■ TASK DETAILS: Please repeat, from the entries that follow, the lines from the one containing "pub fn alloc(&mut" through the one containing "many were released." exactly, adding nothing.

######

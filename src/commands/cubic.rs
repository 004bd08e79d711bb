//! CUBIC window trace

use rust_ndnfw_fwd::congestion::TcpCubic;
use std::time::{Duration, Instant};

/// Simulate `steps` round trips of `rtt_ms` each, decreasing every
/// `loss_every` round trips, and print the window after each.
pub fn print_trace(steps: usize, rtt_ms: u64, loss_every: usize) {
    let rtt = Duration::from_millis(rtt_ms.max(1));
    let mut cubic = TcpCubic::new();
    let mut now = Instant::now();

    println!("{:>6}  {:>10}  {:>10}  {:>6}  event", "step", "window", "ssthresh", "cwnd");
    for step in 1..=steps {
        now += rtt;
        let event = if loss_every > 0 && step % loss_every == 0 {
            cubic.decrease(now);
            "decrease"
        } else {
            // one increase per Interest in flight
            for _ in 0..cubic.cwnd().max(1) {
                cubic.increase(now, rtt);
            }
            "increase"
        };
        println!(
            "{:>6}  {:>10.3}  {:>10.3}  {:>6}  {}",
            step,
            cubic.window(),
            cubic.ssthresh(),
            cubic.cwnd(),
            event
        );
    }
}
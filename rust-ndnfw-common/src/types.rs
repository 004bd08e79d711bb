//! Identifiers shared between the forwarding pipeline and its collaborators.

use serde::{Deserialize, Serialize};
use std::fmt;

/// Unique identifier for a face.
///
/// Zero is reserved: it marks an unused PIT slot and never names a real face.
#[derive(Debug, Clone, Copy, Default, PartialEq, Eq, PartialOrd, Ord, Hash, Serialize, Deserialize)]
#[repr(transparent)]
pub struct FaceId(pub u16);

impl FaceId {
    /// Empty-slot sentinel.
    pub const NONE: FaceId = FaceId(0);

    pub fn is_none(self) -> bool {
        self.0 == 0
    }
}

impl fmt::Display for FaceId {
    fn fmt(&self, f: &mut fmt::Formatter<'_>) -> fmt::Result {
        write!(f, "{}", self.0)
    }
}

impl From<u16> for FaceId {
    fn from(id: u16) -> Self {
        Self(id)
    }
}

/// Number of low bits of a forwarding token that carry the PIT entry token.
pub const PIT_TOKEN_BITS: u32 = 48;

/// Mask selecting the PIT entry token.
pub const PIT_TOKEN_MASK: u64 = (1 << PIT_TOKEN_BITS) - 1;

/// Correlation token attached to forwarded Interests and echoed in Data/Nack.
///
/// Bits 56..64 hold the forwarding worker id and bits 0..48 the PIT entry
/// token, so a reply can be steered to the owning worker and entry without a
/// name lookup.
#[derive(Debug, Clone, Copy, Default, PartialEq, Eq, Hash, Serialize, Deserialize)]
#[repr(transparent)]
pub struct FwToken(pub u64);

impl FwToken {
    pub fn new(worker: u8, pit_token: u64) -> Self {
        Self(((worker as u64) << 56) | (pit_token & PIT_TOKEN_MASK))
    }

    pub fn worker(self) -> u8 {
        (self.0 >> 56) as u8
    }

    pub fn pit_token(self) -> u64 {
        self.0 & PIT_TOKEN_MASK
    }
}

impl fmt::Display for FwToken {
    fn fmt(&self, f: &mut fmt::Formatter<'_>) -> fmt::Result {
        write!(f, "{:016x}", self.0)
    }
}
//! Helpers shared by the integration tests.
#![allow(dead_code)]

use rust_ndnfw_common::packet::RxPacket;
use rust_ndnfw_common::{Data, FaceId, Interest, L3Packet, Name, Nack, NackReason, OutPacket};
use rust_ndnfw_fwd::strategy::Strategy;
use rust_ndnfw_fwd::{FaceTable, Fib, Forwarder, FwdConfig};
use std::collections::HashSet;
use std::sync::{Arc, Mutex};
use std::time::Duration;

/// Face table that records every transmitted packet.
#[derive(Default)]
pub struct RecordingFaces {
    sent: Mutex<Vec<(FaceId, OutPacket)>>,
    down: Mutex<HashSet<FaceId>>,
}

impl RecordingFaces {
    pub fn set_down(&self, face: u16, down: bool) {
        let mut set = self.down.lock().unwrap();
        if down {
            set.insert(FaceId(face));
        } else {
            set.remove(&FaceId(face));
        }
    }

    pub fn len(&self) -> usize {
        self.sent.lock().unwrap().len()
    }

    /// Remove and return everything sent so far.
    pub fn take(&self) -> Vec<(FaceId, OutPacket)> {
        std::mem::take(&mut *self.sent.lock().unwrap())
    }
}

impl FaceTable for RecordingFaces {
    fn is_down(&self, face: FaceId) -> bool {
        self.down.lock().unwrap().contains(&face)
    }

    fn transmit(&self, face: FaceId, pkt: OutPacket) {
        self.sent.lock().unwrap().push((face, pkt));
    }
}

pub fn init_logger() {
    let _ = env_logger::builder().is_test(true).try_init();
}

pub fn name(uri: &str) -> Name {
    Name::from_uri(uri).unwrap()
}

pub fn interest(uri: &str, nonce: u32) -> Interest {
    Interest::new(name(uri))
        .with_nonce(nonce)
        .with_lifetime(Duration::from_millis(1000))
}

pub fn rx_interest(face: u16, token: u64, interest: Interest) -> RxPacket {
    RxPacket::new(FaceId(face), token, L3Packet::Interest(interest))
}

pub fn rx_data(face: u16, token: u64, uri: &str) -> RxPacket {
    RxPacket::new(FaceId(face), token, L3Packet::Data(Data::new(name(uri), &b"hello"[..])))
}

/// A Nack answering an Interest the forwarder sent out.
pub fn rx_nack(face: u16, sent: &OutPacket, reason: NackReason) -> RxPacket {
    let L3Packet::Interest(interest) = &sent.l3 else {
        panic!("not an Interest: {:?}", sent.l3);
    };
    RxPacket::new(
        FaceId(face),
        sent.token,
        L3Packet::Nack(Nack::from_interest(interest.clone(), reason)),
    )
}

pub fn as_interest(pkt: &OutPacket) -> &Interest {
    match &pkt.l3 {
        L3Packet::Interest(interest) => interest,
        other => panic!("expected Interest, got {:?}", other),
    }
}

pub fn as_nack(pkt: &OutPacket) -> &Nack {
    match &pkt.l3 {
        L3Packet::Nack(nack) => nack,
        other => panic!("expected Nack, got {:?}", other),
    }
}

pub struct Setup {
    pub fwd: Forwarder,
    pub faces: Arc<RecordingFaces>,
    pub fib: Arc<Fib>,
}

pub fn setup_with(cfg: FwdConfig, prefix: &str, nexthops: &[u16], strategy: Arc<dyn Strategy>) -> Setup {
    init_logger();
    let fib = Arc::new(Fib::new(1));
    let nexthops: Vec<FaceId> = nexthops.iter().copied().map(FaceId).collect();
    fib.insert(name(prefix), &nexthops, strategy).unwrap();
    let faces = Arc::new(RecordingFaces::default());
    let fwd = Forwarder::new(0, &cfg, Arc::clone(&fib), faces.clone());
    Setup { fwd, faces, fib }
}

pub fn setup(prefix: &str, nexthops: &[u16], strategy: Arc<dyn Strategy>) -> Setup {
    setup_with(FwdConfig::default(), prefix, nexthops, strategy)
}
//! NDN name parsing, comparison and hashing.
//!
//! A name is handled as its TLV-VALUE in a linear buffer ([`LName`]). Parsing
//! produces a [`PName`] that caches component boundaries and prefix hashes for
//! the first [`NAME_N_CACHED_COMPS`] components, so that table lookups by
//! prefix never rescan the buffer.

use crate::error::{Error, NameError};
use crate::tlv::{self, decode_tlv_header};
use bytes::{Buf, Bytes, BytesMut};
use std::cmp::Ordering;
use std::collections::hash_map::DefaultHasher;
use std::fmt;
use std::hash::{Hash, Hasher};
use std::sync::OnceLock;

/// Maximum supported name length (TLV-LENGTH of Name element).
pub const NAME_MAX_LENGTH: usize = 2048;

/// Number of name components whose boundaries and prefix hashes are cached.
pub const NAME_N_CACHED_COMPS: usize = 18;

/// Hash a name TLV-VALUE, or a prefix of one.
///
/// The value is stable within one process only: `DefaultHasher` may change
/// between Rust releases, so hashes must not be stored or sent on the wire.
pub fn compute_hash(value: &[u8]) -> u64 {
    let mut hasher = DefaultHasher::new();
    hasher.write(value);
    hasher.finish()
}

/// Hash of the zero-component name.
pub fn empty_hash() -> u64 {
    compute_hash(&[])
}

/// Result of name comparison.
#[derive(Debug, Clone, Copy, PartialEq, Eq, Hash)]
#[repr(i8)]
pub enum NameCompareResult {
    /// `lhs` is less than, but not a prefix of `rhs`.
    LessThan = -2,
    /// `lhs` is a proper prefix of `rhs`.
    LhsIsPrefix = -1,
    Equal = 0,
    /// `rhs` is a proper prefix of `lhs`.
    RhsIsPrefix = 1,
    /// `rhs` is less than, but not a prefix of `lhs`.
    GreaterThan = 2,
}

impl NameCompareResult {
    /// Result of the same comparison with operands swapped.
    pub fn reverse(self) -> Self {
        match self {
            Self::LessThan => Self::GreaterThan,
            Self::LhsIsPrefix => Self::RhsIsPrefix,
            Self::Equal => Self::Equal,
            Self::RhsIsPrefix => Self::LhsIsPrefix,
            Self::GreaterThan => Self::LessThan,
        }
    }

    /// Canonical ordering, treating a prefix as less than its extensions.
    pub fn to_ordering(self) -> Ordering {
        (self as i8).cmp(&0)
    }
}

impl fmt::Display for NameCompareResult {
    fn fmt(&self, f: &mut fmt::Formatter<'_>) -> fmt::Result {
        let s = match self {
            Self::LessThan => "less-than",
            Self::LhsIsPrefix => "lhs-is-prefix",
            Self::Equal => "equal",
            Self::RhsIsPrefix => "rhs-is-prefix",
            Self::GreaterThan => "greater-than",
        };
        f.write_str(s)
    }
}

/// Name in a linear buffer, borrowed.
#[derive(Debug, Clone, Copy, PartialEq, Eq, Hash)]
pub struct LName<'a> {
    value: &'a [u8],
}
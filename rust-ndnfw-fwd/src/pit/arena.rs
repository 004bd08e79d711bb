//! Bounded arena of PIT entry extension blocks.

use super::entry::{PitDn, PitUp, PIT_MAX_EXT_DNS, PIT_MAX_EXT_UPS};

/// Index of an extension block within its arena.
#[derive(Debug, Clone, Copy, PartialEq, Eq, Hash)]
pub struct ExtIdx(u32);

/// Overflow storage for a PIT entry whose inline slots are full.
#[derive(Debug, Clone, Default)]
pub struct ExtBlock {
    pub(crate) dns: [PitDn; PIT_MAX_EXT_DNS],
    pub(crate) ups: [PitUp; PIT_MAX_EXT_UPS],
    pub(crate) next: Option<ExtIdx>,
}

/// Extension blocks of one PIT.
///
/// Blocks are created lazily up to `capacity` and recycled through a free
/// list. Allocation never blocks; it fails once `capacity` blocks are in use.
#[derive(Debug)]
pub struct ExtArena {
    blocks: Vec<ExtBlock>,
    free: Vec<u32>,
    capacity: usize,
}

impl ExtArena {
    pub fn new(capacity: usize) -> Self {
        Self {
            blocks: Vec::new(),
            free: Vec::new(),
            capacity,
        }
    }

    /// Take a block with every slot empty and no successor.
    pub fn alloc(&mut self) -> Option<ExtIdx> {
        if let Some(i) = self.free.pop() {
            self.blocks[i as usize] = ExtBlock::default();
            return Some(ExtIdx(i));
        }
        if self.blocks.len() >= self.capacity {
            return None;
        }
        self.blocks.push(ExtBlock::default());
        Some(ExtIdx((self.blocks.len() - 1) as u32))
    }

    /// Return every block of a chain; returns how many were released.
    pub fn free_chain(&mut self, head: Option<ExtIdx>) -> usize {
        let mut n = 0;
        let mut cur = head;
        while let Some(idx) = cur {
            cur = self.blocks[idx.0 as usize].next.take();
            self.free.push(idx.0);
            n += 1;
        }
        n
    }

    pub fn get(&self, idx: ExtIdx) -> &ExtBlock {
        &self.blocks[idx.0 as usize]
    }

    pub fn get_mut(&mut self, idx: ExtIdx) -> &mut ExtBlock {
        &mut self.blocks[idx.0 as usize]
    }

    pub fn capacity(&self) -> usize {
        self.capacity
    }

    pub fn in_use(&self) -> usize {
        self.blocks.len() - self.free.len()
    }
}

######

■ TASK ANSWER:
    pub fn alloc(&mut self) -> Option<ExtIdx> {
        if let Some(i) = self.free.pop() {
            self.blocks[i as usize] = ExtBlock::default();
            return Some(ExtIdx(i));
        }
        if self.blocks.len() >= self.capacity {
            return None;
        }
        self.blocks.push(ExtBlock::default());
        Some(ExtIdx((self.blocks.len() - 1) as u32))
    }

    /// Return every block of a chain; returns how many were released.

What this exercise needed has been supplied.